ACTIVITY:
Please copy out all lines of the entries that contain the word "attempt".

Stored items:
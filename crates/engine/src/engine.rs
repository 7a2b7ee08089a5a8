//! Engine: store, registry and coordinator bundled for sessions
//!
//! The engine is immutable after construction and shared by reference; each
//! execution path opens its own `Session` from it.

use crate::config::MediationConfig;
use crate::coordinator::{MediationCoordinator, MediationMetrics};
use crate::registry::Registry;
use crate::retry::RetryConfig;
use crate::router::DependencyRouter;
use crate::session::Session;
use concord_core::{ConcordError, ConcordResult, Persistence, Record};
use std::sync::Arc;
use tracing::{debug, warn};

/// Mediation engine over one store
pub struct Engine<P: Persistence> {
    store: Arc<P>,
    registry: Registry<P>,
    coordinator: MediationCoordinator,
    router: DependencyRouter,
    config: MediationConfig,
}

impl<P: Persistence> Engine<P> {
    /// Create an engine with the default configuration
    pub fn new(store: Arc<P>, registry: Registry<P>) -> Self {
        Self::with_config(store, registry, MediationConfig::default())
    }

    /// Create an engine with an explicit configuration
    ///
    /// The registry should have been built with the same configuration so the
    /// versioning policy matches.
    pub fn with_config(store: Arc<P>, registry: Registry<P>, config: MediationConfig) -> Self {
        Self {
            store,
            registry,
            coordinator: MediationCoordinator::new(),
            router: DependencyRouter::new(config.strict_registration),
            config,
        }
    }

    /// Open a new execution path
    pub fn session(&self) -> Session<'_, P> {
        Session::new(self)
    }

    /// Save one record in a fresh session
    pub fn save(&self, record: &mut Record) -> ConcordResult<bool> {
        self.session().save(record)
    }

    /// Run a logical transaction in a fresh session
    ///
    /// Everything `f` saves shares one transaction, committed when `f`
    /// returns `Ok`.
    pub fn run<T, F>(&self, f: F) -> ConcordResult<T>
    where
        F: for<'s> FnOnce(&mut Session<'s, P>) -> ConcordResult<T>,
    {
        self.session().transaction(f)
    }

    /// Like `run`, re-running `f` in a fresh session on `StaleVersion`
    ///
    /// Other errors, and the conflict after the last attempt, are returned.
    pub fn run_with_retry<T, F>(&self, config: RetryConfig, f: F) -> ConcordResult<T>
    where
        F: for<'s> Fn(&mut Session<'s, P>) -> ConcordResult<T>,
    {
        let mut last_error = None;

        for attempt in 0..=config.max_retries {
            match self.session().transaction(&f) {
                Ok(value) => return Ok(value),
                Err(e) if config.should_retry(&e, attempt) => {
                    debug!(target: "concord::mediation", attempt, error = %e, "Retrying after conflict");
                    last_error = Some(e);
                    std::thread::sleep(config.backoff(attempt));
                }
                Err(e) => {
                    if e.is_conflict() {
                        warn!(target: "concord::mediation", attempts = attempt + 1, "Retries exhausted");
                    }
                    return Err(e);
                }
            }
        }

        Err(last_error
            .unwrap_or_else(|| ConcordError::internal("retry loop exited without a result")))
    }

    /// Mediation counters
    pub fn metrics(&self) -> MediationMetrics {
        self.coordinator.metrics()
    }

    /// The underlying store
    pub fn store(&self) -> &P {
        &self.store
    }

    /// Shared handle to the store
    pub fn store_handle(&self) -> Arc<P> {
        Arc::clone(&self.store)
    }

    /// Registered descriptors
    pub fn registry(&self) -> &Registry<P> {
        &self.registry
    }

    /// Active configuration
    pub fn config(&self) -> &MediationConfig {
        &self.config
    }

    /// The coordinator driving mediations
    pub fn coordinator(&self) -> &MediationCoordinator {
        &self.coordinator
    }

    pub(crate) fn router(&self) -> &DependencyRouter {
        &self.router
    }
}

SOLUTION TO THIS EXERCISE:
    /// Other errors, and the conflict after the last attempt, are returned.
        for attempt in 0..=config.max_retries {
                Err(e) if config.should_retry(&e, attempt) => {
                    debug!(target: "concord::mediation", attempt, error = %e, "Retrying after conflict");
                    std::thread::sleep(config.backoff(attempt));
                        warn!(target: "concord::mediation", attempts = attempt + 1, "Retries exhausted");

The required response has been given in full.